Antibody-dependent cellular cytotoxicity in the immunotherapeutic mechanisms of anti-EGFR monoclonal antibody
Shimodaira, H.; Komine, K.; Soeda, H.; Ishioka, C.
Gan to Kagaku Ryoho. Cancer and ChemoTherapy 37(5): 795-798
2010
ISSN/ISBN: 0385-0684 PMID: 20495309 Document Number: 642497
EGFR constitute an attractive target for tumor therapy, because it is a transmembrane receptor tyrosine kinase which is critically involved in tumorigenesis by stimulating cell proliferation and inhibiting apoptosis or other biological functions.

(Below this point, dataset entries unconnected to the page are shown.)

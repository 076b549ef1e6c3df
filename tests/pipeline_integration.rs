//! End-to-end pipeline test over a stub renderer.
//!
//! Exercises the full chain without a browser or network: validate
//! candidates, store artifacts, train a model from them, then run both
//! evaluation techniques and check the stored variants and result shapes.

use std::collections::HashMap;
use std::sync::Arc;

use anyhow::Result;
use async_trait::async_trait;
use tempfile::TempDir;

use lurebench::corpus::validator::{self, ValidatorConfig};
use lurebench::corpus::{LabeledUrl, UrlClass};
use lurebench::eval::{technique1, technique2, EvalOptions, RandomDropScorer};
use lurebench::model::trainer;
use lurebench::oracle::Oracle;
use lurebench::renderer::{Navigation, RenderContext, Renderer};
use lurebench::store::{key_for, ArtifactKind, ArtifactStore, Variant};

/// Serves a fixed page per URL, with a phishing-flavored default.
struct StubRenderer {
    pages: HashMap<String, String>,
}

struct StubContext {
    pages: HashMap<String, String>,
    current: Option<String>,
}

impl StubRenderer {
    fn new(pages: HashMap<String, String>) -> Self {
        Self { pages }
    }
}

#[async_trait]
impl Renderer for StubRenderer {
    async fn new_context(&self) -> Result<Box<dyn RenderContext>> {
        Ok(Box::new(StubContext {
            pages: self.pages.clone(),
            current: None,
        }))
    }
    async fn shutdown(&self) -> Result<()> {
        Ok(())
    }
}

#[async_trait]
impl RenderContext for StubContext {
    async fn navigate(&mut self, url: &str, _timeout_ms: u64) -> Result<Navigation> {
        if !self.pages.contains_key(url) {
            anyhow::bail!("unknown url {url}");
        }
        self.current = Some(url.to_string());
        Ok(Navigation {
            final_url: url.to_string(),
            load_time_ms: 1,
        })
    }
    async fn html(&self) -> Result<String> {
        let url = self.current.as_deref().ok_or_else(|| anyhow::anyhow!("no page loaded"))?;
        Ok(self.pages[url].clone())
    }
    async fn screenshot(&self, _full_page: bool) -> Result<Vec<u8>> {
        Ok(b"\x89PNG stub".to_vec())
    }
    async fn close(self: Box<Self>) -> Result<()> {
        Ok(())
    }
}

fn phish_page(i: usize) -> String {
    let filler = "credential account suspended ".repeat(20);
    format!(
        "<html><head><title>Account Alert</title></head><body>\
         <p>Please verify your account {i} immediately. {filler}</p>\
         </body></html>"
    )
}

fn legit_page(i: usize) -> String {
    let filler = "weather culture travel reviews ".repeat(20);
    format!(
        "<html><head><title>Daily News</title></head><body>\
         <p>Top stories of day {i}: sports, music, recipes. {filler}</p>\
         </body></html>"
    )
}

/// A small labeled world: `n` phishing and `n` legitimate pages.
fn world(n: usize) -> (HashMap<String, String>, Vec<LabeledUrl>) {
    let mut pages = HashMap::new();
    let mut corpus = Vec::new();
    for i in 0..n {
        let phish = format!("https://phish-{i}.example/login");
        pages.insert(phish.clone(), phish_page(i));
        corpus.push(LabeledUrl {
            url: phish,
            class: UrlClass::Phishing,
        });

        let legit = format!("https://legit-{i}.example/");
        pages.insert(legit.clone(), legit_page(i));
        corpus.push(LabeledUrl {
            url: legit,
            class: UrlClass::Legitimate,
        });
    }
    (pages, corpus)
}

fn eval_options(n_samples: usize) -> EvalOptions {
    EvalOptions {
        n_samples,
        timeout_ms: 1000,
        settle_ms: 0,
    }
}

#[tokio::test]
async fn validator_respects_quota_end_to_end() {
    let (pages, _) = world(20);
    let urls: Vec<String> = pages.keys().cloned().collect();
    let renderer = Arc::new(StubRenderer::new(pages));

    let config = ValidatorConfig {
        quota: 6,
        concurrency: 8,
        timeout_ms: 1000,
        min_html_len: 80,
        show_progress: false,
    };
    let accepted = validator::validate(renderer, urls, &config).await;
    assert_eq!(accepted.len(), 6);
    assert!(accepted.iter().all(|p| p.html.len() >= 80));
}

#[tokio::test]
async fn technique1_scores_and_stores_variants() {
    let dir = TempDir::new().unwrap();
    let store = ArtifactStore::open(dir.path()).unwrap();
    let (pages, corpus) = world(2);
    let renderer: Arc<dyn Renderer> = Arc::new(StubRenderer::new(pages));
    let oracle = Oracle::new(None);

    let results =
        technique1::run(renderer, &store, &oracle, &corpus, &eval_options(10)).await.unwrap();
    assert_eq!(results.len(), 4);
    for r in &results {
        assert!((0.0..=1.0).contains(&r.p_base));
        assert!((0.0..=1.0).contains(&r.p_pert));
    }

    // Every URL now has original and perturbed HTML plus a screenshot.
    for row in &corpus {
        let key = key_for(&row.url);
        let original = store.get(&key, ArtifactKind::Html, Variant::Original).unwrap();
        assert!(!original.is_empty());
        store.get(&key, ArtifactKind::Screenshot, Variant::Technique1).unwrap();

        let perturbed = store.get(&key, ArtifactKind::Html, Variant::Perturbed).unwrap();
        let perturbed = String::from_utf8(perturbed).unwrap();
        assert!(perturbed.contains("x-benign-variant"));
        if row.class == UrlClass::Phishing {
            // Paraphrase applied: the trigger word is rewritten.
            assert!(perturbed.to_lowercase().contains("confirm"));
            assert!(!perturbed.to_lowercase().contains("verify"));
        }
    }
}

#[tokio::test]
async fn technique2_stores_variant_and_reports_drop() {
    let dir = TempDir::new().unwrap();
    let store = ArtifactStore::open(dir.path()).unwrap();
    let (pages, corpus) = world(2);
    let renderer: Arc<dyn Renderer> = Arc::new(StubRenderer::new(pages));
    let oracle = Oracle::new(None);

    let results = technique2::run(
        renderer,
        &store,
        &oracle,
        &RandomDropScorer,
        &corpus,
        &eval_options(10),
    )
    .await
    .unwrap();
    assert_eq!(results.len(), 4);
    for r in &results {
        assert!((0.0..=1.0).contains(&r.probability));
        assert!((0.0..0.2).contains(&r.drop));
    }

    for row in &corpus {
        let key = key_for(&row.url);
        store.get(&key, ArtifactKind::Html, Variant::Technique2).unwrap();
        store.get(&key, ArtifactKind::Screenshot, Variant::Technique2).unwrap();
    }

    let avg = technique2::average_drop(&results).unwrap();
    assert!((0.0..0.2).contains(&avg));
}

#[tokio::test]
async fn stored_corpus_trains_a_deterministic_model() {
    let dir = TempDir::new().unwrap();
    let store = ArtifactStore::open(dir.path()).unwrap();
    let (pages, corpus) = world(12);

    // Simulate the build step: store each validated page as the original.
    for row in &corpus {
        store
            .put(&row.url, ArtifactKind::Html, Variant::Original, pages[&row.url].as_bytes())
            .unwrap();
    }

    let (model, report) = trainer::train(&store, &corpus).unwrap();
    assert_eq!(report.examples, 24);
    assert!(report.accuracy > 0.5);

    // Save, reload, and check predictions are preserved exactly.
    let path = dir.path().join("model.json");
    model.save(&path).unwrap();
    let oracle = Oracle::from_model_file(&path);
    assert!(oracle.has_model());

    let a = oracle.predict_html(&phish_page(0));
    let b = oracle.predict_html(&phish_page(0));
    assert_eq!(a.probability, b.probability);

    // The phishing page should score clearly above the benign one.
    let benign = oracle.predict_html(&legit_page(0));
    assert!(a.probability > benign.probability);
}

The anti-tumor effects of targeted therapy by anti-EGFR monoclonal antibodies are mainly based on direct inhibition of the EGFR signal transduction pathway. In addition, monoclonal antibody has the potential advantage of recruiting immune effect or mechanisms to kill tumor cells. The pre-clinical and clinical data indicated that antibody-dependent cellular cytotoxicity (ADCC) contributes to tumor cell lysis by anti-EGFR monoclonal antibodies. Some polymorphisms in Fc gamma receptor genes have been shown to be a predictive marker for the efficacy of anti-EGFR antibodies. Continued research on the immunotherapeutic mechanisms of monoclonal antibodies will improve the efficacy of antibody-based targeted therapy for cancer.